[Saved entries]
-------

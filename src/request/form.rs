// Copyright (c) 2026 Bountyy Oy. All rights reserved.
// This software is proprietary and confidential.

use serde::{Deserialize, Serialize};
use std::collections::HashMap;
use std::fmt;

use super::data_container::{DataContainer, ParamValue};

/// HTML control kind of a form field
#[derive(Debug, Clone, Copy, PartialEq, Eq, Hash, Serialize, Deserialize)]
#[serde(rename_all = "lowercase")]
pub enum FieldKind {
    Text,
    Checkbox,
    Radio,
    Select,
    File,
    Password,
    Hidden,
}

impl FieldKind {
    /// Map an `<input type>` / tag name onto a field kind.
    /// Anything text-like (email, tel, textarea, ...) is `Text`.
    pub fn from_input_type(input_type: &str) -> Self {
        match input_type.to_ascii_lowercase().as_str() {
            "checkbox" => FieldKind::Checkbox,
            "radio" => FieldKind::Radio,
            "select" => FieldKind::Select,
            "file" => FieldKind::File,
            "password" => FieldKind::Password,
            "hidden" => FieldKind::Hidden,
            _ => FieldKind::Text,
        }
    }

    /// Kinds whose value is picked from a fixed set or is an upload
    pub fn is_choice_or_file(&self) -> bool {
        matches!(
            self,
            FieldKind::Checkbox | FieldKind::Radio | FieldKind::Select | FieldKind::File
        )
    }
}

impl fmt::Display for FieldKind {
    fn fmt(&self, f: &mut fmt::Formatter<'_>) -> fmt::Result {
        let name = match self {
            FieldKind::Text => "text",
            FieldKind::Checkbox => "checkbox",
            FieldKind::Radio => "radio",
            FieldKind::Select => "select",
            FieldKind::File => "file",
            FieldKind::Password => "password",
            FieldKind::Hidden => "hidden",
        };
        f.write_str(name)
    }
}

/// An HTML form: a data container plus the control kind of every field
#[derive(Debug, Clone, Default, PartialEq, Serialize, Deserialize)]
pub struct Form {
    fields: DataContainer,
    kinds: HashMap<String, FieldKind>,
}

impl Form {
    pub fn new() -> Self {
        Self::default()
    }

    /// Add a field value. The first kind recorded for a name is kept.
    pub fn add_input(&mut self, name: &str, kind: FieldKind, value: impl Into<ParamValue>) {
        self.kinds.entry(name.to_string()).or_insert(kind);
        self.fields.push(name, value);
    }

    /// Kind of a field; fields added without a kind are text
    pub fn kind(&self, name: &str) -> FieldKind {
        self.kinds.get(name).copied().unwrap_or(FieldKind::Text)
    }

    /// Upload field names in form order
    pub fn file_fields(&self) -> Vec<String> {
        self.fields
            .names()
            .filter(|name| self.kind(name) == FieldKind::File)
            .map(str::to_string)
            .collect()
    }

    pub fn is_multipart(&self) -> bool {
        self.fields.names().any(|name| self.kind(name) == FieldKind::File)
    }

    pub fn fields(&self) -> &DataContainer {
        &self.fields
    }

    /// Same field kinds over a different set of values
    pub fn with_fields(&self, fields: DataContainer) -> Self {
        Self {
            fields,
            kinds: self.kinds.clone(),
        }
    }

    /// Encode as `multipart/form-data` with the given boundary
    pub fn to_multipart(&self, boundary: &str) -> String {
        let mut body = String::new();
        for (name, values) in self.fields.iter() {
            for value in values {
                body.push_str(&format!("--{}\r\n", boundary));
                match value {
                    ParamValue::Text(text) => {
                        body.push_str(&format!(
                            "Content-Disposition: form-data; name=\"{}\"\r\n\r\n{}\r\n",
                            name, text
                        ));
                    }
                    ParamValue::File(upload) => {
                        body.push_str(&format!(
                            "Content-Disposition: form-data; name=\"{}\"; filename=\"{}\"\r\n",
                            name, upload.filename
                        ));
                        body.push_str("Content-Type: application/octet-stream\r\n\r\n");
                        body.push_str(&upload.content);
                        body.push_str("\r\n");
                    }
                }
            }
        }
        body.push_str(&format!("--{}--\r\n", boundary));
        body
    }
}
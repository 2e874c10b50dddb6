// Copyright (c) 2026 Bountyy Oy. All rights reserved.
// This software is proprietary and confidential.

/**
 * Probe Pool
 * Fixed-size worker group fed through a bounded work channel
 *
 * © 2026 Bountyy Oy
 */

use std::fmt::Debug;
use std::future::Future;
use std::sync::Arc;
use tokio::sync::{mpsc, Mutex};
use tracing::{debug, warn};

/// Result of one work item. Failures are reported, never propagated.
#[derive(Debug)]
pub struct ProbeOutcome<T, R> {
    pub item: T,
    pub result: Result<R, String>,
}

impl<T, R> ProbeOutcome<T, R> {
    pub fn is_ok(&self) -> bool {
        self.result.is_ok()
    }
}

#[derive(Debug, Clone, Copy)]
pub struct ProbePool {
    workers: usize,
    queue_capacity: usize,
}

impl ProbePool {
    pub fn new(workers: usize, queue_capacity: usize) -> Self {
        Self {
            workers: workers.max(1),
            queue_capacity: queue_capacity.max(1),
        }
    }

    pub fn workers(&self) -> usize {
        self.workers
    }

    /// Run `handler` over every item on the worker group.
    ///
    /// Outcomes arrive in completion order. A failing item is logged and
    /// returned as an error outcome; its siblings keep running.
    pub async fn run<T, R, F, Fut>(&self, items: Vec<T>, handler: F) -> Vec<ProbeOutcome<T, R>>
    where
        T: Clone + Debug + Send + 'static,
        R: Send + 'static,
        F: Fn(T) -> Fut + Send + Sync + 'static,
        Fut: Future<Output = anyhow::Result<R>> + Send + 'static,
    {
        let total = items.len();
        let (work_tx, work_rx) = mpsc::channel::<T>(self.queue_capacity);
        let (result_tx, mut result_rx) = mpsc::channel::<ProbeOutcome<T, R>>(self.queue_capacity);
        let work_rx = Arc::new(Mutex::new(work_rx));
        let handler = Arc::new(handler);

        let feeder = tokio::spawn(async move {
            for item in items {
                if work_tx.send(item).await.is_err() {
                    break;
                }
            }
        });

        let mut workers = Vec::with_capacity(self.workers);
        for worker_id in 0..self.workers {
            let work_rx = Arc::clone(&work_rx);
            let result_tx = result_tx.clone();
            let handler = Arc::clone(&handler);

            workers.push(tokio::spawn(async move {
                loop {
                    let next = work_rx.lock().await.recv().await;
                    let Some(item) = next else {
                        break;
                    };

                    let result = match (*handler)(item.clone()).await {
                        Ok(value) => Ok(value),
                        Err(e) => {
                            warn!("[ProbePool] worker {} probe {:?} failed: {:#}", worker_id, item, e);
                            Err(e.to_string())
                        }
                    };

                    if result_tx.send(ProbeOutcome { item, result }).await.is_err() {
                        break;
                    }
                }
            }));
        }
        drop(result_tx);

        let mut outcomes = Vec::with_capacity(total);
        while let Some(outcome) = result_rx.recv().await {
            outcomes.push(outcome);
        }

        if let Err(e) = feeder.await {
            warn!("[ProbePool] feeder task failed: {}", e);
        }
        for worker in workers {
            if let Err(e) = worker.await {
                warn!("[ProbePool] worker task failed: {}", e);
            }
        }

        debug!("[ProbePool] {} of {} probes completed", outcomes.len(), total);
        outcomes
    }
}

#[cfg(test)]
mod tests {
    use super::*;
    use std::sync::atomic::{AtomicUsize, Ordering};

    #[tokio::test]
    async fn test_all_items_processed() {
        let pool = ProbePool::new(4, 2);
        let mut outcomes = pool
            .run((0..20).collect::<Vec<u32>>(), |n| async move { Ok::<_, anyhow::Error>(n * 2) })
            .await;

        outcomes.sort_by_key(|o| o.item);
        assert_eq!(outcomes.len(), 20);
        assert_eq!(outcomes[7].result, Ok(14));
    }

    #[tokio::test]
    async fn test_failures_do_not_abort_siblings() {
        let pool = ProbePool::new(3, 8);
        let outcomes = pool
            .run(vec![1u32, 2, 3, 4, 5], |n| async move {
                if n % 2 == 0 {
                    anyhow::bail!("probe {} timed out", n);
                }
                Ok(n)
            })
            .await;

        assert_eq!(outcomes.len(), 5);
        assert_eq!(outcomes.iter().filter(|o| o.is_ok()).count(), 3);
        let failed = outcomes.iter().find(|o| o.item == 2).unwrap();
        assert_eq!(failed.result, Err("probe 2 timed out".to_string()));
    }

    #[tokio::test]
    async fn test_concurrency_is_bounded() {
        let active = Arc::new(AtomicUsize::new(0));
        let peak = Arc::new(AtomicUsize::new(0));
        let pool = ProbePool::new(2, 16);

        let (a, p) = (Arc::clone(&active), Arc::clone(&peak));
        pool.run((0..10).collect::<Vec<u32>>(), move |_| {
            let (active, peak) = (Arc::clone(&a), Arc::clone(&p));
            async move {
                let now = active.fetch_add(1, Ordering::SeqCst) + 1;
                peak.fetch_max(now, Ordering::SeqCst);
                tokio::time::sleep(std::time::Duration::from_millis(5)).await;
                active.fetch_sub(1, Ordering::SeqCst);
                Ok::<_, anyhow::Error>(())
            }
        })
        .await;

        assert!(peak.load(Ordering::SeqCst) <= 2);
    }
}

-------

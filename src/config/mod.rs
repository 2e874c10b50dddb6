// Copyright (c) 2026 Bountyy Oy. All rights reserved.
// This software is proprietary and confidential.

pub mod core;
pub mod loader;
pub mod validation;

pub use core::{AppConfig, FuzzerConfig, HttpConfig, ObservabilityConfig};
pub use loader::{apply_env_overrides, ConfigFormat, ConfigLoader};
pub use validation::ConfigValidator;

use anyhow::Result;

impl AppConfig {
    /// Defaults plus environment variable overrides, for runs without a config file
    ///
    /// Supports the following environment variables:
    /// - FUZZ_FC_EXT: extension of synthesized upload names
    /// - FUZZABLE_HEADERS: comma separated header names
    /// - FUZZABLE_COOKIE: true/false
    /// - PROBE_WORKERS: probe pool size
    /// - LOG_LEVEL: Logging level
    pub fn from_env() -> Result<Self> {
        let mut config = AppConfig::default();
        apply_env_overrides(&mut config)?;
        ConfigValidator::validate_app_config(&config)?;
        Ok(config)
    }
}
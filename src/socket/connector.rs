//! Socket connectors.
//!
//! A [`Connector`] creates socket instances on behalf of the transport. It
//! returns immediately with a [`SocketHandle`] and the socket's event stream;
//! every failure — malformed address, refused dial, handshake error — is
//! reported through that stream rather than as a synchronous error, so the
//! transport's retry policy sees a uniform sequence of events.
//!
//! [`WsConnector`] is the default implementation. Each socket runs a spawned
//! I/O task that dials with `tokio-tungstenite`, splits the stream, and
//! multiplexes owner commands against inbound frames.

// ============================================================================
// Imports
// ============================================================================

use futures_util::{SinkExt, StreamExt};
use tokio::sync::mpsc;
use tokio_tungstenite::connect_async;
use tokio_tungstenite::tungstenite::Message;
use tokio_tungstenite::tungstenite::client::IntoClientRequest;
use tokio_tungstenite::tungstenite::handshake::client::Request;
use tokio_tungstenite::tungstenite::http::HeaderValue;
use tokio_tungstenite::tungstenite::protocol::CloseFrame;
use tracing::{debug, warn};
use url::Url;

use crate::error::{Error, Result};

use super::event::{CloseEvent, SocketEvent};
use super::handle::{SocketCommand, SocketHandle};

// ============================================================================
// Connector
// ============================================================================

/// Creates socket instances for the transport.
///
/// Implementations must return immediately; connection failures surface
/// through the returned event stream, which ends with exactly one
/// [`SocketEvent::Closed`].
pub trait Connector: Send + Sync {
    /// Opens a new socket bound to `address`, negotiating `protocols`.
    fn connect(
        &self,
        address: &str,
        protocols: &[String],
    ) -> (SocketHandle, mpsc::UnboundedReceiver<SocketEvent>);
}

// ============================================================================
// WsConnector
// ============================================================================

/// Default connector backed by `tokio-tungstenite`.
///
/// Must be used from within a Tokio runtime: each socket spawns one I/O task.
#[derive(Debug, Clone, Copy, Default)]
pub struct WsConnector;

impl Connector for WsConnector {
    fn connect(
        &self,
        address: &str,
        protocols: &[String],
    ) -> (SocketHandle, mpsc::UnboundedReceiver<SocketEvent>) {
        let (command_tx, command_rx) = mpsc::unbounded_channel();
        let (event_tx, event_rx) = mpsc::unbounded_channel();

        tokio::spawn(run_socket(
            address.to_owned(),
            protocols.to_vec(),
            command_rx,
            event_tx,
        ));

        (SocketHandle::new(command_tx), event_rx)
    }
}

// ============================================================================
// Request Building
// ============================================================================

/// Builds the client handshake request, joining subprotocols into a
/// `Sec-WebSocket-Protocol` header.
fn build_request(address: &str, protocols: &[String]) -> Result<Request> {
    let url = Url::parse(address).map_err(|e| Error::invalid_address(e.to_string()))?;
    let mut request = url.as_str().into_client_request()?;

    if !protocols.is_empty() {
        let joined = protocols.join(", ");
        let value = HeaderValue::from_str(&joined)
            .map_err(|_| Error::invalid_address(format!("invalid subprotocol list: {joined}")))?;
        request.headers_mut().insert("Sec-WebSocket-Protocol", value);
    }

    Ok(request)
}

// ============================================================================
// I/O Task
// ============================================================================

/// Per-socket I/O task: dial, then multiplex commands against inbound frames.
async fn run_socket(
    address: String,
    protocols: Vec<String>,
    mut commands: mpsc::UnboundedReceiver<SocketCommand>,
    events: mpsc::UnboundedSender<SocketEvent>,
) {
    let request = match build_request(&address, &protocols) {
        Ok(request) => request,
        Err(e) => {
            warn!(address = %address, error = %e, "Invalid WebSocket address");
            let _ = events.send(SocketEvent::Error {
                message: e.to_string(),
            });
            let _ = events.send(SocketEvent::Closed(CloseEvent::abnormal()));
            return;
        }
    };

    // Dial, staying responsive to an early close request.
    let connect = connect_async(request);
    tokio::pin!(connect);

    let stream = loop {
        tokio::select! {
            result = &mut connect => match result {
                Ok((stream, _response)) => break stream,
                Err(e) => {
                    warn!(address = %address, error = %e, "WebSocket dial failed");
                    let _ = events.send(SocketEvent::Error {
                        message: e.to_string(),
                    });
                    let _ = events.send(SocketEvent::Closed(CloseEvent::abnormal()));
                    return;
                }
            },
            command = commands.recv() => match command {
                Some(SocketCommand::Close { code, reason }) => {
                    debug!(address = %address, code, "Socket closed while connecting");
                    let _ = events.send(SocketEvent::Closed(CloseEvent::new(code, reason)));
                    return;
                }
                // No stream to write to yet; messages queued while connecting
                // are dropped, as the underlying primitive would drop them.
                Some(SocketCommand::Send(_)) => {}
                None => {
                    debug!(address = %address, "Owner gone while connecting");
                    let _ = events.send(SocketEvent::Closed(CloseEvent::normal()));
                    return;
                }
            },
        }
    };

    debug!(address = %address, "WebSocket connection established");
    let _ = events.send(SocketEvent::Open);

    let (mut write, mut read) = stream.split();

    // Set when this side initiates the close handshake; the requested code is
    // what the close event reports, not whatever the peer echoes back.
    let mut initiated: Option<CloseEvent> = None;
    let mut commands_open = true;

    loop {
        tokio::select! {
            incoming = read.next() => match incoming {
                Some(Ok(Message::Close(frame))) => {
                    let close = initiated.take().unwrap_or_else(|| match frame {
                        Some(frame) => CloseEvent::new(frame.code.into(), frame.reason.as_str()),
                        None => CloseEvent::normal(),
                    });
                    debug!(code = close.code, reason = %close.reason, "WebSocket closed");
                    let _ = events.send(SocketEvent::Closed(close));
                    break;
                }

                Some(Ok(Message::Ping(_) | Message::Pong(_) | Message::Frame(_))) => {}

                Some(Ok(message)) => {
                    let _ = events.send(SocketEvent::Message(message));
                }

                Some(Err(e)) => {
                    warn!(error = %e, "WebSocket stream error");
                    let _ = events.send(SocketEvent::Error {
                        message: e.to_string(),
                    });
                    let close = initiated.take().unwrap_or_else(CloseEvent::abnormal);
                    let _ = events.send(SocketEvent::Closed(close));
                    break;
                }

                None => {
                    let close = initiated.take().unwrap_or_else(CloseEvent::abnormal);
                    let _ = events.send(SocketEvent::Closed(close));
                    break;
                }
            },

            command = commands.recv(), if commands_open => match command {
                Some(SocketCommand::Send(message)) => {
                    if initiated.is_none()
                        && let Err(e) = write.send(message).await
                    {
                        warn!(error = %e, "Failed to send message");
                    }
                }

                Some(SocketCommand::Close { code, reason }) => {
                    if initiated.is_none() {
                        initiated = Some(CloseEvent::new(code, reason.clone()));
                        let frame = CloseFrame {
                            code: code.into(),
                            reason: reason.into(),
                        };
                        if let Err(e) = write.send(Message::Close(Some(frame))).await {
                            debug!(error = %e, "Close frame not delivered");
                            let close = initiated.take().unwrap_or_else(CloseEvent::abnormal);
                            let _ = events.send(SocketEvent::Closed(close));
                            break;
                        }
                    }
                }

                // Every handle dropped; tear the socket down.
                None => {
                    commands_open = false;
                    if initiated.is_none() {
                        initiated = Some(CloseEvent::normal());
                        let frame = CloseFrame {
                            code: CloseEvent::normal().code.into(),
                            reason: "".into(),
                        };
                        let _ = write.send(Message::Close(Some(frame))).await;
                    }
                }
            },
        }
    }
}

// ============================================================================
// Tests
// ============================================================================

-------

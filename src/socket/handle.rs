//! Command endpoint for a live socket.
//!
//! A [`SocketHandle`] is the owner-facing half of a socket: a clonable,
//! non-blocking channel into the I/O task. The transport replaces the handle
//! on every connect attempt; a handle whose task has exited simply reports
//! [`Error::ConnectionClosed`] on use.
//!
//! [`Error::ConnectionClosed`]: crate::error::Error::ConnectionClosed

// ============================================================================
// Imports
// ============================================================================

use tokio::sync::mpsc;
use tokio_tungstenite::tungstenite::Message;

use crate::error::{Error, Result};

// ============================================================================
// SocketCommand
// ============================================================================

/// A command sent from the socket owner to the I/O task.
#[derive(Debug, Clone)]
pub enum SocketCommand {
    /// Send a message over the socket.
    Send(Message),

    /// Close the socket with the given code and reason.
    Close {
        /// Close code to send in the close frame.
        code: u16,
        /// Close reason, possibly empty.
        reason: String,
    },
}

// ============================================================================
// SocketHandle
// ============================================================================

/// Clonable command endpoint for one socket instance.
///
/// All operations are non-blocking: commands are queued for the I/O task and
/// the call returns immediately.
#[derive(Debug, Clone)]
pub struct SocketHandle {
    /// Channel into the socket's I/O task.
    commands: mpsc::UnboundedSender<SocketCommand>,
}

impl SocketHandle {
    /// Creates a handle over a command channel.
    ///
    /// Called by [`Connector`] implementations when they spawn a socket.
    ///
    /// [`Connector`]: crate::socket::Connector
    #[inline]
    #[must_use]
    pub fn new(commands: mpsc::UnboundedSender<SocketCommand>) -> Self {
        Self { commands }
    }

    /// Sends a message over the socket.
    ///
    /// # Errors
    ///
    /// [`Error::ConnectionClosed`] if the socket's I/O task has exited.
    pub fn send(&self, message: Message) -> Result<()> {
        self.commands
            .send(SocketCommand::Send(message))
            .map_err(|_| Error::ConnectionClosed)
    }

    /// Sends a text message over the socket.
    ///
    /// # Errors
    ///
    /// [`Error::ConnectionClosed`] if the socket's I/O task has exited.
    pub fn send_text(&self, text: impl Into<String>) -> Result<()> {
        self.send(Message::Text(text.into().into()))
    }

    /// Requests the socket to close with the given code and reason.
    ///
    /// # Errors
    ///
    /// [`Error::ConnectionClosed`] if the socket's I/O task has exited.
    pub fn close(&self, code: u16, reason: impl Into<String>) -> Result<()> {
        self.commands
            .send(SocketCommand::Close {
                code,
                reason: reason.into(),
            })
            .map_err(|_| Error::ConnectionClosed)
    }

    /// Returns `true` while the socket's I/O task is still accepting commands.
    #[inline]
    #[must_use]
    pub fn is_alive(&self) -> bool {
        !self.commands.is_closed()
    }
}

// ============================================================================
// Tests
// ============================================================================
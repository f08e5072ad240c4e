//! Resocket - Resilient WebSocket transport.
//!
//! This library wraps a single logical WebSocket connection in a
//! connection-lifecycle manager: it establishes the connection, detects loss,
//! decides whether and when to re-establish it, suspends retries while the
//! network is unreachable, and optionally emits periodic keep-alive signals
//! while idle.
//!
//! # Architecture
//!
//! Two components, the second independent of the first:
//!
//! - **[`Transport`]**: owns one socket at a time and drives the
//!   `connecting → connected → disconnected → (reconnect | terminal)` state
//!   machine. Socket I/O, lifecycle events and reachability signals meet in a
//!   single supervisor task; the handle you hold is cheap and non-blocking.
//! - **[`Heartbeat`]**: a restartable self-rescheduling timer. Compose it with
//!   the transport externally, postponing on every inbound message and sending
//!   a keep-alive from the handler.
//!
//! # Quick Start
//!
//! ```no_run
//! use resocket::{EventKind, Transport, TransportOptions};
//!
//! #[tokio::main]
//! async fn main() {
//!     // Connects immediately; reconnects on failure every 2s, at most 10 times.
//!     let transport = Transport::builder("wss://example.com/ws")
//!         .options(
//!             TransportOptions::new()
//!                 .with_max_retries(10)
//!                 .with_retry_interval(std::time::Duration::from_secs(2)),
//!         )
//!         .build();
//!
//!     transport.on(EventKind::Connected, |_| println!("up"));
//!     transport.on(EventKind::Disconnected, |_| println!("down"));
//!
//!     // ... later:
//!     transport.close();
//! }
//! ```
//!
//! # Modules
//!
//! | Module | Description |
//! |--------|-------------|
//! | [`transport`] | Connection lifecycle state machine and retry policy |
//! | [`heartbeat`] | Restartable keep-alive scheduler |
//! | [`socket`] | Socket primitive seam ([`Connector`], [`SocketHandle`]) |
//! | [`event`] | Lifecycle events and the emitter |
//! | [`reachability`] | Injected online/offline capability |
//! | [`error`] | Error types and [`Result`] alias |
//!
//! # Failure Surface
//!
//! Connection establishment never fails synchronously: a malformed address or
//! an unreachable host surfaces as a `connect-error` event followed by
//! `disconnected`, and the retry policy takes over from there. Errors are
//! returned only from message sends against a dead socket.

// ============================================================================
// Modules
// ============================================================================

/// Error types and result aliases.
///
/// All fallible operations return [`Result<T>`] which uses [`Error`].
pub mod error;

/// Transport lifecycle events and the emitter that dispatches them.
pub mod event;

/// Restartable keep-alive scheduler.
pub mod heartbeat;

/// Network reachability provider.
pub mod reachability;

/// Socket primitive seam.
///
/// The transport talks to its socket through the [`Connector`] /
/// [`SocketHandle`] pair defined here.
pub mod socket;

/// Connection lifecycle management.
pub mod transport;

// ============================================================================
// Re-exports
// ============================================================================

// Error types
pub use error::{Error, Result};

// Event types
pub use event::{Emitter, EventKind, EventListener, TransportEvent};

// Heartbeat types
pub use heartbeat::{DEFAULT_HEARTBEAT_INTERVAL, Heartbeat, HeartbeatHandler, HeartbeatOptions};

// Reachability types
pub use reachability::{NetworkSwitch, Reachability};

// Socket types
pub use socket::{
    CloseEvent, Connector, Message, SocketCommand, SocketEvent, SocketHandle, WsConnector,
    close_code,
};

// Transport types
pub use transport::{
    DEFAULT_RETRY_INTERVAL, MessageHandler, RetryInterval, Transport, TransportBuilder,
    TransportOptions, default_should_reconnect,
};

-------

▶ [ASSIGNMENT] Among the lines above, find those with the word "filename" and list them.

▶ [REPLY TO THE TASK]
filename src/request/form.rs
                            "Content-Disposition: form-data; name=\"{}\"; filename=\"{}\"\r\n",
                            name, upload.filename
filename src/config/mod.rs
filename src/socket/connector.rs
filename src/socket/handle.rs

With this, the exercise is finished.